Stored data:
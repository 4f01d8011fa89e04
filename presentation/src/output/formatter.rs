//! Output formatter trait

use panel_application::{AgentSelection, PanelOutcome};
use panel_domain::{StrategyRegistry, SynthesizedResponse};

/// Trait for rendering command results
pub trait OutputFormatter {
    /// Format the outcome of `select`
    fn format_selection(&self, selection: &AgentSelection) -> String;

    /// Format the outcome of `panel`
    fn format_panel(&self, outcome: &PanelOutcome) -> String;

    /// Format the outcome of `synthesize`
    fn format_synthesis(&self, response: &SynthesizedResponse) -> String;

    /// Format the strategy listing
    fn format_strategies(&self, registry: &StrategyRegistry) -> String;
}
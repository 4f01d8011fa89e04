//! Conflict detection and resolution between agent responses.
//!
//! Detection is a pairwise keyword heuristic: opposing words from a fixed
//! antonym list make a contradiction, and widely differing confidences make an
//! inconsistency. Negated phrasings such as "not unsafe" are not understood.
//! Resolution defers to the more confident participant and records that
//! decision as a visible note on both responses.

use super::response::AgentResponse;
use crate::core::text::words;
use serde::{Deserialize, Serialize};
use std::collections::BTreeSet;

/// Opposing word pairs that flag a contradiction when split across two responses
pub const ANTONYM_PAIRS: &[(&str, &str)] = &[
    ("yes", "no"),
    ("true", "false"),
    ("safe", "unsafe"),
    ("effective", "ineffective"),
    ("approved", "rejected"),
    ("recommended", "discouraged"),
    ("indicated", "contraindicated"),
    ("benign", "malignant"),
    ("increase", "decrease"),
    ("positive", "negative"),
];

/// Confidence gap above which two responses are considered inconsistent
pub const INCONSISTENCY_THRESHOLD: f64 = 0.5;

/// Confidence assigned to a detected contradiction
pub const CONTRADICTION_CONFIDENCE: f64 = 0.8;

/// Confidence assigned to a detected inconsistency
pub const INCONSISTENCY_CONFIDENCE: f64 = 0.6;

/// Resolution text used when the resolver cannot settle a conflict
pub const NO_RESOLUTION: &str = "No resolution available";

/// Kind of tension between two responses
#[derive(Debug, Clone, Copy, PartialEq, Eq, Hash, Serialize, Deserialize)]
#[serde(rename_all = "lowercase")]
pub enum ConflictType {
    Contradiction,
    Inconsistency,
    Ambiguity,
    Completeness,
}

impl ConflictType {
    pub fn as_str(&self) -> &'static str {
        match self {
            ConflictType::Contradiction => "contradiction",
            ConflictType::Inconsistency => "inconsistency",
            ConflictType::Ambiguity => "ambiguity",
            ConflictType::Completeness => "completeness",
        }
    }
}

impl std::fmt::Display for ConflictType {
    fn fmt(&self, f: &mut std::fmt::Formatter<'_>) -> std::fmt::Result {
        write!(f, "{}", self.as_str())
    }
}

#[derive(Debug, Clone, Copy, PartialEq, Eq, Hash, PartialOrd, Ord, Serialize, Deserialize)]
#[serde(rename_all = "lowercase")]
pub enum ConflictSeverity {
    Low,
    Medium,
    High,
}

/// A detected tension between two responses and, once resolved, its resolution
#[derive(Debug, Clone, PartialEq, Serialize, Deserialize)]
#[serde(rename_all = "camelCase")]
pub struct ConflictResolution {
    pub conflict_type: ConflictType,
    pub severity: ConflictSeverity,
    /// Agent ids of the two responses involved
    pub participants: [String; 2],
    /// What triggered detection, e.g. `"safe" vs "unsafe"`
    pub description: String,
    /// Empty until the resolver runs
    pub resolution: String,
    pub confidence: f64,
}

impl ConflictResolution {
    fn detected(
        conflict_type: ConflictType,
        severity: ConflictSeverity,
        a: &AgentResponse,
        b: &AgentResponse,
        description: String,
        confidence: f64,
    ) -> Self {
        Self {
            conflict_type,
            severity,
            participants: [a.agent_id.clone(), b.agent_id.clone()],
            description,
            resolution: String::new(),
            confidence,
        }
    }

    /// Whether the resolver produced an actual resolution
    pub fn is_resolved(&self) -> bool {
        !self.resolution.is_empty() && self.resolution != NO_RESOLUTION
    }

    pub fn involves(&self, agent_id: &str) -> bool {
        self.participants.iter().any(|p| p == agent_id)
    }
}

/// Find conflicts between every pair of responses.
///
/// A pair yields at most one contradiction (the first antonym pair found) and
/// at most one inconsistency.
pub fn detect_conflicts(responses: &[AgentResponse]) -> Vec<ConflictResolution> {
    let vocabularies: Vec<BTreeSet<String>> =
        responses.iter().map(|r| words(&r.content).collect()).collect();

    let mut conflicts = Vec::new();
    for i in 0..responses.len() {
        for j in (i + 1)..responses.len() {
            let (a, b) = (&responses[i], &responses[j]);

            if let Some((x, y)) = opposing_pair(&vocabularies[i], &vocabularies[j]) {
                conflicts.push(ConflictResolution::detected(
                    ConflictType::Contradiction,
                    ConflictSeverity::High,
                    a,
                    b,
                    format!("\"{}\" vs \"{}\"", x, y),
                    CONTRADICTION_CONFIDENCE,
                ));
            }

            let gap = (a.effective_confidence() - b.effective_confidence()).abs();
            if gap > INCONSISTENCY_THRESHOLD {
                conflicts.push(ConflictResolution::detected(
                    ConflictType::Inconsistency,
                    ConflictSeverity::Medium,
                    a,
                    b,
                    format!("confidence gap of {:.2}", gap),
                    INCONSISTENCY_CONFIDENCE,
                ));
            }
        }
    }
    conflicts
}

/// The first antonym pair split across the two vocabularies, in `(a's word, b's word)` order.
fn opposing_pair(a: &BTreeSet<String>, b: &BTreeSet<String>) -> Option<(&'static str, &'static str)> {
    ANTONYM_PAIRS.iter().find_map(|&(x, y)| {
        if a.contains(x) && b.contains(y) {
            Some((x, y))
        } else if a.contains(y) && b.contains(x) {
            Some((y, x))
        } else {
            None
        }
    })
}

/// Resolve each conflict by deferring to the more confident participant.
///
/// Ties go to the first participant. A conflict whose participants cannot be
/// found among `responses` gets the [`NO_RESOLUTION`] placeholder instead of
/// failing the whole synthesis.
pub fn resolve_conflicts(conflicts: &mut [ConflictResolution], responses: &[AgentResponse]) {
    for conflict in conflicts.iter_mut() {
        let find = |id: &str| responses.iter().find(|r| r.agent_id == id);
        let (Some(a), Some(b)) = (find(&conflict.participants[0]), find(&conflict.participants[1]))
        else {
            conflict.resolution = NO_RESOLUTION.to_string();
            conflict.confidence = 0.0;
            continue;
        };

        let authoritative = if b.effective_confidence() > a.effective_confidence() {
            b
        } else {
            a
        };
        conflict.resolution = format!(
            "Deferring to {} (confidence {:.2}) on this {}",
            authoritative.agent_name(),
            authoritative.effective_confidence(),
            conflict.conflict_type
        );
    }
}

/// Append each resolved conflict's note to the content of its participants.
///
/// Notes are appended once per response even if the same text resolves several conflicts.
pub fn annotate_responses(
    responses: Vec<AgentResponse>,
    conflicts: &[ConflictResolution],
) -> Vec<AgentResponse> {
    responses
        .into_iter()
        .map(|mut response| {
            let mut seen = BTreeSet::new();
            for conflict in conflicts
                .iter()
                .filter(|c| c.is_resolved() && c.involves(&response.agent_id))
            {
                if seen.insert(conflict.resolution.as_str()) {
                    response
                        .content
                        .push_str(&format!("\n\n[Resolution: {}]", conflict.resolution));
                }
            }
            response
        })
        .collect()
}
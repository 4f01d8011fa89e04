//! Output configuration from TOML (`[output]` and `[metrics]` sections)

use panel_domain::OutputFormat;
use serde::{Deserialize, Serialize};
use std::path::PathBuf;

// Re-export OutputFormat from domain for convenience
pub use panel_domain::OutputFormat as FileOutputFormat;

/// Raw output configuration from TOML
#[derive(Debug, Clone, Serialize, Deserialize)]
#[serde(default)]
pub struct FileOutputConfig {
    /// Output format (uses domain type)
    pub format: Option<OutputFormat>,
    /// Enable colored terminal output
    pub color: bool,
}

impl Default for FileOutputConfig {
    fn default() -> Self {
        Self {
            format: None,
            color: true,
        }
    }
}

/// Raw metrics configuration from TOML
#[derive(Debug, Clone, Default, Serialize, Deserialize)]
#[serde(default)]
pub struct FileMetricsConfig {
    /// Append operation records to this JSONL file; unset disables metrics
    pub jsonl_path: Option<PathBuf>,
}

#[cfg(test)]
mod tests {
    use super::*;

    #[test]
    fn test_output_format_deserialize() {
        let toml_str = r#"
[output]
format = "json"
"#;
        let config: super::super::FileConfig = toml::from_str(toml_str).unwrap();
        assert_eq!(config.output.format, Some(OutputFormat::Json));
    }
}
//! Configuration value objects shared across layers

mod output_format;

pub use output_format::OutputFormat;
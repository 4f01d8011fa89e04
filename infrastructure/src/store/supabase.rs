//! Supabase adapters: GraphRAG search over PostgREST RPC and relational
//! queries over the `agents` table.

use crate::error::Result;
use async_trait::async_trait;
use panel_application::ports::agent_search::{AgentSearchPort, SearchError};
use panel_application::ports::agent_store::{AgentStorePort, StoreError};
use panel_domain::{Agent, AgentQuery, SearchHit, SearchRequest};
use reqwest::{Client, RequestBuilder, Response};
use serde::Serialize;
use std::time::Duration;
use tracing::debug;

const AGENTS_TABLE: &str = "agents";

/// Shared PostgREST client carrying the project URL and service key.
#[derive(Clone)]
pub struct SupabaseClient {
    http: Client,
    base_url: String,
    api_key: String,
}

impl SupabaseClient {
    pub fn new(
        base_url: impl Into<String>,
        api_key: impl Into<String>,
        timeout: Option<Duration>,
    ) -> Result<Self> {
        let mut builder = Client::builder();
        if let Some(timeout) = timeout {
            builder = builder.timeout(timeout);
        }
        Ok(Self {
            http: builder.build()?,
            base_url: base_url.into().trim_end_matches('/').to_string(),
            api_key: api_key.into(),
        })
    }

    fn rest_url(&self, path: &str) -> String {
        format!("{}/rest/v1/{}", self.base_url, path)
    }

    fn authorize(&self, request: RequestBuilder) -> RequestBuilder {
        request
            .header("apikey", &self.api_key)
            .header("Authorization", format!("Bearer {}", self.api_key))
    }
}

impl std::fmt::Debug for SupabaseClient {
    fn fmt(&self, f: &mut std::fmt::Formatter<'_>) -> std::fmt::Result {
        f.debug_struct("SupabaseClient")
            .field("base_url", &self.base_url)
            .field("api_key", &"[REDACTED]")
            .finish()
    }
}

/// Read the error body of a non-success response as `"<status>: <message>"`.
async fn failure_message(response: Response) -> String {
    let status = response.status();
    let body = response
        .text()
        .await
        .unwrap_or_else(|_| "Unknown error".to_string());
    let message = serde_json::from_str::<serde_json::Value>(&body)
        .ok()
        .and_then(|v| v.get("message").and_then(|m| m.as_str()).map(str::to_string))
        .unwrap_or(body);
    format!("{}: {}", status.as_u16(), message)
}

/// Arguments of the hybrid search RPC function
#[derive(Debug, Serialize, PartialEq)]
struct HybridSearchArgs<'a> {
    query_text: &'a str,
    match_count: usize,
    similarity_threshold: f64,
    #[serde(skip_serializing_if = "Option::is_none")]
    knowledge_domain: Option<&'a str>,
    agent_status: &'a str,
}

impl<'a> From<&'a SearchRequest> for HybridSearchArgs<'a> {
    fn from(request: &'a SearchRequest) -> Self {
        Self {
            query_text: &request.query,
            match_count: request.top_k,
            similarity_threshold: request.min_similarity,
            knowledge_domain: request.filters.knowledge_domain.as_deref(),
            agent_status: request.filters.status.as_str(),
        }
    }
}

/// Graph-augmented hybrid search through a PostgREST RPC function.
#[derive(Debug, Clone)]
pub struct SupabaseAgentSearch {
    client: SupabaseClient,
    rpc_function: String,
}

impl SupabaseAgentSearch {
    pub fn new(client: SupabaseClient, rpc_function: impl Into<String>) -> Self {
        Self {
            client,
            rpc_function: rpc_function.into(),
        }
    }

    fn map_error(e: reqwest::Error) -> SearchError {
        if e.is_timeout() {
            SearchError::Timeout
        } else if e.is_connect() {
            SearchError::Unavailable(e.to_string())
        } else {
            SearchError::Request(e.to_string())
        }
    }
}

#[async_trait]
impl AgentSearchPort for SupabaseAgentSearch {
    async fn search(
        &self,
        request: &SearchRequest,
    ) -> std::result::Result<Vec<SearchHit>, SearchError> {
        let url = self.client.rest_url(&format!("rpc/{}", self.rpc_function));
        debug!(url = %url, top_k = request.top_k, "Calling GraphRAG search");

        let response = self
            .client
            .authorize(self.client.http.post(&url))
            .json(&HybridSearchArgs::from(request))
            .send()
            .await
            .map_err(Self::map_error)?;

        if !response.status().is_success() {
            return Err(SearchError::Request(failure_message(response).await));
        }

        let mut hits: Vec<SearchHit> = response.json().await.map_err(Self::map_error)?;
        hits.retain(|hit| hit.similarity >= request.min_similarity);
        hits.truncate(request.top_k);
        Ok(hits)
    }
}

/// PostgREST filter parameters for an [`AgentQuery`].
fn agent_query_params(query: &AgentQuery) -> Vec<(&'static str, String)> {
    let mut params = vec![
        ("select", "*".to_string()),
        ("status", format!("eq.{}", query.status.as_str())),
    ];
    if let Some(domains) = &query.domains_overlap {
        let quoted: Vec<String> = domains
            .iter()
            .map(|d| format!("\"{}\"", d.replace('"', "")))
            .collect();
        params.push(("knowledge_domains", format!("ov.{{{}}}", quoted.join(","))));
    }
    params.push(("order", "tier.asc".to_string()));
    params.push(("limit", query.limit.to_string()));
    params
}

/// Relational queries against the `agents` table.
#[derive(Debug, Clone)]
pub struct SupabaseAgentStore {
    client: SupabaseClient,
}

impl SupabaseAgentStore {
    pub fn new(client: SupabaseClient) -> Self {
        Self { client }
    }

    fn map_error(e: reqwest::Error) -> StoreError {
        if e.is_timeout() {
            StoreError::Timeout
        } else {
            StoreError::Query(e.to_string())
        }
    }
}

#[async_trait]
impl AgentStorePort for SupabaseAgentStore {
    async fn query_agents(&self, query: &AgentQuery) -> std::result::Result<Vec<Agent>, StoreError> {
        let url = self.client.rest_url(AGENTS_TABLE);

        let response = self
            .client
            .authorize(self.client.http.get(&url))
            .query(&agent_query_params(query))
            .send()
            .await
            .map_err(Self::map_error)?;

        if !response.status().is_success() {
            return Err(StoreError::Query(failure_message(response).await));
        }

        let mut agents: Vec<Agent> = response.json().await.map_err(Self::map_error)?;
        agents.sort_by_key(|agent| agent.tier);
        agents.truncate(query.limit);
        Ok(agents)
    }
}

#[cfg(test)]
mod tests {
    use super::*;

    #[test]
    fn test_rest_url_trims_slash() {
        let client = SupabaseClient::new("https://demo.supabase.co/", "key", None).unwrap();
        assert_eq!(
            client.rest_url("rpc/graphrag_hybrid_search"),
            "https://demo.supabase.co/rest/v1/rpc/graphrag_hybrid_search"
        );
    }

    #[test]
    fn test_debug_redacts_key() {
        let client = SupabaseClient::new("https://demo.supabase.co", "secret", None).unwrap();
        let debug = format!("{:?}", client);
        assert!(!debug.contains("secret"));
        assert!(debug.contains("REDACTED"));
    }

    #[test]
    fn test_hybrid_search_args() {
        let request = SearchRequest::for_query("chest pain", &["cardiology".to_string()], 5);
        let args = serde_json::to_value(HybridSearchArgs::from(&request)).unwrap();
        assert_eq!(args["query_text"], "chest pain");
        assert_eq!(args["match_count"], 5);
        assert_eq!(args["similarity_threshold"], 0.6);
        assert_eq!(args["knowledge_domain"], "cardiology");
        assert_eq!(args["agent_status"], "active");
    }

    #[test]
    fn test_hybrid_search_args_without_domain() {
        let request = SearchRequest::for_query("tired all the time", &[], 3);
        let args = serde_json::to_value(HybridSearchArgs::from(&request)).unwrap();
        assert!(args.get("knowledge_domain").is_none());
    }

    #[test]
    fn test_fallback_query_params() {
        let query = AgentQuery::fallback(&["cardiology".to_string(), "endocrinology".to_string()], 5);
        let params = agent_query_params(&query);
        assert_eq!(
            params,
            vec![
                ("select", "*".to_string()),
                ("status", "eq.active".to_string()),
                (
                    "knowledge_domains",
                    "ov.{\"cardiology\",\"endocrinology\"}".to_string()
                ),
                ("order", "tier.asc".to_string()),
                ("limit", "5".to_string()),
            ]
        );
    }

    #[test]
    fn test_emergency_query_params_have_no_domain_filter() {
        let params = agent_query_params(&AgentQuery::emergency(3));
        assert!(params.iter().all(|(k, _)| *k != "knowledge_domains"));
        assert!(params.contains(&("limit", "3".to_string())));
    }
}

- WHAT THE EXERCISE ASKS: Retype only this portion of the data above: the line containing "#[derive(Debug, Clone, Serialize, Deserialize)]", the line containing "pub struct FileMetricsConfig", and all lines between them, exactly.

- TASK OUTPUT:
#[derive(Debug, Clone, Serialize, Deserialize)]
#[serde(default)]
pub struct FileOutputConfig {
    /// Output format (uses domain type)
    pub format: Option<OutputFormat>,
    /// Enable colored terminal output
    pub color: bool,
}

impl Default for FileOutputConfig {
    fn default() -> Self {
        Self {
            format: None,
            color: true,
        }
    }
}

/// Raw metrics configuration from TOML
#[derive(Debug, Clone, Default, Serialize, Deserialize)]
#[serde(default)]
pub struct FileMetricsConfig {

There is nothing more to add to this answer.